Publié le 04.12.2019 à 17h18 par APA

Le président du Collectif des victimes des crises en Côte d’Ivoire ( CVCI), Issiaka Diaby a démenti mercredi l’information selon laquelle il aurait été arrêté pour escroquerie, indiquant plutôt avoir été « enlevé et séquestré par des hommes en armes» le 07 novembre dernier alors qu’il se trouvait dans l’enceinte de «Africa Steel», une société en liquidation sise à la zone industrielle de Yopougon ( Ouest d’Abidjan) qu’il dit avoir racheté.M. Diaby qui est également un opérateur économique, s’exprimait dans une conférence de presse pour clarifier l’opinion sur la rumeur de son arrestation par les autorités judiciaires ivoiriennes début novembre dernier pour escroquerie portant sur la somme de 60 millions de FCFA qu’il aurait soutiré à cette entreprise.

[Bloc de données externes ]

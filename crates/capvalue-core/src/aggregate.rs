// Weekly → seasonal aggregation and derived rate stats.

use crate::record::{PlayerSeason, PlayerSeasonTable, StatLine};
use crate::sources::WeeklyTable;
use std::collections::{BTreeMap, BTreeSet};
use tracing::debug;

/// Counting stats summed per player-season when present in the input.
pub const SUM_COLUMNS: &[&str] = &[
    "completions",
    "attempts",
    "passing_yards",
    "passing_tds",
    "interceptions",
    "sacks",
    "sack_fumbles",
    "sack_fumbles_lost",
    "passing_first_downs",
    "passing_2pt_conversions",
    "carries",
    "rushing_yards",
    "rushing_tds",
    "rushing_fumbles",
    "rushing_fumbles_lost",
    "rushing_first_downs",
    "rushing_2pt_conversions",
    "receptions",
    "targets",
    "receiving_yards",
    "receiving_tds",
    "receiving_fumbles",
    "receiving_fumbles_lost",
    "receiving_first_downs",
    "receiving_2pt_conversions",
    "special_teams_tds",
    "fantasy_points",
    "fantasy_points_ppr",
    "fg_made",
    "fg_att",
    "pat_made",
    "pat_att",
];

/// Columns with this suffix are additive efficiency metrics and are summed.
pub const EPA_SUFFIX: &str = "_epa";

/// Rate stats derived after summation, with the columns each one needs.
const RATE_INPUTS: &[(&str, &[&str])] = &[
    ("completion_pct", &["completions", "attempts"]),
    ("yards_per_attempt", &["passing_yards", "attempts"]),
    ("td_rate", &["passing_tds", "attempts"]),
    ("int_rate", &["interceptions", "attempts"]),
    (
        "passer_rating",
        &["completions", "attempts", "passing_yards", "passing_tds", "interceptions"],
    ),
    ("yards_per_carry", &["rushing_yards", "carries"]),
    ("catch_rate", &["receptions", "targets"]),
    ("yards_per_reception", &["receiving_yards", "receptions"]),
    ("fg_pct", &["fg_made", "fg_att"]),
    ("xp_pct", &["pat_made", "pat_att"]),
];

/// Names of all derived rate stats.
pub const RATE_COLUMNS: &[&str] = &[
    "completion_pct",
    "yards_per_attempt",
    "td_rate",
    "int_rate",
    "passer_rating",
    "yards_per_carry",
    "catch_rate",
    "yards_per_reception",
    "fg_pct",
    "xp_pct",
];

/// Upper clip for each passer rating component.
const RATING_COMPONENT_MAX: f64 = 2.375;

// ---------------------------------------------------------------------------
// Arithmetic helpers
// ---------------------------------------------------------------------------

/// `num / den`, or `None` when either side is missing or `den` is not positive.
pub fn safe_div(num: Option<f64>, den: Option<f64>) -> Option<f64> {
    match (num, den) {
        (Some(n), Some(d)) if d > 0.0 => Some(n / d),
        _ => None,
    }
}

/// NFL passer rating from season totals.
///
/// Each of the four components (completion %, yards per attempt, TD rate,
/// interception rate) is clipped to `[0, 2.375]`; a perfect rating is 158.3.
pub fn passer_rating(
    completions: f64,
    attempts: f64,
    yards: f64,
    touchdowns: f64,
    interceptions: f64,
) -> Option<f64> {
    if attempts <= 0.0 {
        return None;
    }
    let clip = |v: f64| v.clamp(0.0, RATING_COMPONENT_MAX);
    let a = clip((completions / attempts - 0.3) * 5.0);
    let b = clip((yards / attempts - 3.0) * 0.25);
    let c = clip(touchdowns / attempts * 20.0);
    let d = clip(RATING_COMPONENT_MAX - interceptions / attempts * 25.0);
    Some((a + b + c + d) / 6.0 * 100.0)
}

/// Add derived rate stats to a summed stat line. Rates whose inputs are
/// missing or whose denominator is zero are left out (null).
pub fn compute_rate_stats(stats: &mut StatLine) {
    let get = |name: &str| stats.get(name).copied();
    let pct = |v: Option<f64>| v.map(|x| x * 100.0);

    let attempts = get("attempts");
    let mut rates: Vec<(&str, Option<f64>)> = vec![
        ("completion_pct", pct(safe_div(get("completions"), attempts))),
        ("yards_per_attempt", safe_div(get("passing_yards"), attempts)),
        ("td_rate", pct(safe_div(get("passing_tds"), attempts))),
        ("int_rate", pct(safe_div(get("interceptions"), attempts))),
        ("yards_per_carry", safe_div(get("rushing_yards"), get("carries"))),
        ("catch_rate", pct(safe_div(get("receptions"), get("targets")))),
        (
            "yards_per_reception",
            safe_div(get("receiving_yards"), get("receptions")),
        ),
        ("fg_pct", pct(safe_div(get("fg_made"), get("fg_att")))),
        ("xp_pct", pct(safe_div(get("pat_made"), get("pat_att")))),
    ];

    let rating = match (
        get("completions"),
        attempts,
        get("passing_yards"),
        get("passing_tds"),
        get("interceptions"),
    ) {
        (Some(cmp), Some(att), Some(yds), Some(td), Some(int)) => {
            passer_rating(cmp, att, yds, td, int)
        }
        _ => None,
    };
    rates.push(("passer_rating", rating));

    for (name, value) in rates {
        if let Some(v) = value {
            stats.insert(name.to_string(), v);
        }
    }
}

/// Columns of `schema` that are summed: the fixed list plus `*_epa`.
pub fn summed_columns(schema: &BTreeSet<String>) -> Vec<String> {
    let mut cols: Vec<String> = SUM_COLUMNS
        .iter()
        .filter(|c| schema.contains(**c))
        .map(|c| c.to_string())
        .collect();
    cols.extend(
        schema
            .iter()
            .filter(|c| c.len() > EPA_SUFFIX.len() && c.ends_with(EPA_SUFFIX))
            .cloned(),
    );
    cols
}

// ---------------------------------------------------------------------------
// Aggregation
// ---------------------------------------------------------------------------

#[derive(Default)]
struct SeasonAccumulator {
    player_name: Option<String>,
    position: Option<String>,
    position_group: Option<String>,
    recent_team: Option<String>,
    games_played: u32,
    sums: StatLine,
}

/// Collapse weekly rows into one record per `(player_id, season)`.
///
/// Only regular-season and postseason rows count. Identity fields take the
/// first non-null value seen, `recent_team` the last. Summed columns that
/// exist in the input are present on every output row (0 when every week was
/// null); columns the input lacks stay absent.
pub fn aggregate_weekly(weekly: &WeeklyTable) -> PlayerSeasonTable {
    let sum_cols = summed_columns(&weekly.columns);
    let mut groups: BTreeMap<(String, i32), SeasonAccumulator> = BTreeMap::new();
    let mut skipped = 0usize;

    for row in &weekly.rows {
        if !row.season_type.counts_toward_season() {
            skipped += 1;
            continue;
        }
        let acc = groups
            .entry((row.player_id.clone(), row.season))
            .or_insert_with(|| SeasonAccumulator {
                sums: sum_cols.iter().map(|c| (c.clone(), 0.0)).collect(),
                ..SeasonAccumulator::default()
            });

        if acc.player_name.is_none() {
            acc.player_name = row.player_name.clone();
        }
        if acc.position.is_none() {
            acc.position = row.position.clone();
        }
        if acc.position_group.is_none() {
            acc.position_group = row.position_group.clone();
        }
        if row.recent_team.is_some() {
            acc.recent_team = row.recent_team.clone();
        }
        if row.week.is_some() {
            acc.games_played += 1;
        }
        for col in &sum_cols {
            if let Some(v) = row.stats.get(col) {
                *acc.sums.entry(col.clone()).or_insert(0.0) += v;
            }
        }
    }

    if skipped > 0 {
        debug!("dropped {} weekly rows outside regular season/postseason", skipped);
    }

    let rows = groups
        .into_iter()
        .map(|((player_id, season), acc)| {
            let mut stats = acc.sums;
            compute_rate_stats(&mut stats);
            PlayerSeason {
                player_name: acc.player_name,
                position: acc.position,
                position_group: acc.position_group,
                recent_team: acc.recent_team,
                games_played: acc.games_played,
                stats,
                ..PlayerSeason::new(player_id, season)
            }
        })
        .collect();

    let mut stat_columns: BTreeSet<String> = sum_cols.into_iter().collect();
    for (rate, inputs) in RATE_INPUTS {
        if inputs.iter().all(|c| stat_columns.contains(*c)) {
            stat_columns.insert(rate.to_string());
        }
    }

    PlayerSeasonTable::new(stat_columns, rows)
}

// ---------------------------------------------------------------------------
// Tests
// ---------------------------------------------------------------------------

« Je n’ai jamais été arrêté. J’ai été enlevé et séquestré par des hommes en arme alors que j’étais au sein de l’entreprise avec les employés. C’est une cabale qui a été orchestrée contre moi par les anciens dirigeants de la société Africa Steel…  La convention de cession a été signée entre moi et M. Chabi Hussein Khalil (l’ex-gérant) le 22 juin dernier», a-t-il expliqué, brandissant devant les journalistes plusieurs documents de justice portant sur la cession de cette entreprise de fabrication de fer à béton qui emploie plus de 75 personnes.

« J’ai porté plainte pour violence et voie de fait, faux et usage de faux», a ajouté M. Diaby. Selon lui, l’ancien gérant de cette société (M. Chabi) et lui ont dûment signé tous les documents relatifs à la cession de cette entreprise.

« Je n’ai arraché la société de personne. Tout ce qui a été rapporté sur moi est archi-faux. La société était en liquidation pour payer les dettes des  créanciers. La transaction ne s’est pas passée entre M. Chabi et moi sous un cocotier. C’était devant les autorités judiciaires. Je ne sais pas pourquoi il remet en cause  ce protocole d’accord », a-t-il expliqué indiquant que ce dernier est attendu par les autorités judiciaires pour être entendu.

Poursuivant, le président du CVCI a souhaité que l’appareil judiciaire soit crédible en Côte d’Ivoire estimant que « tant que la justice ne fait pas son travail, on est tous en danger en 2020». M. Diaby qui a dénoncé des manipulations politiques dans cette affaire dans l’optique de le « salir», a promis que « je vais harceler la justice pour qu’elle donne une suite judiciaire à cette affaire ».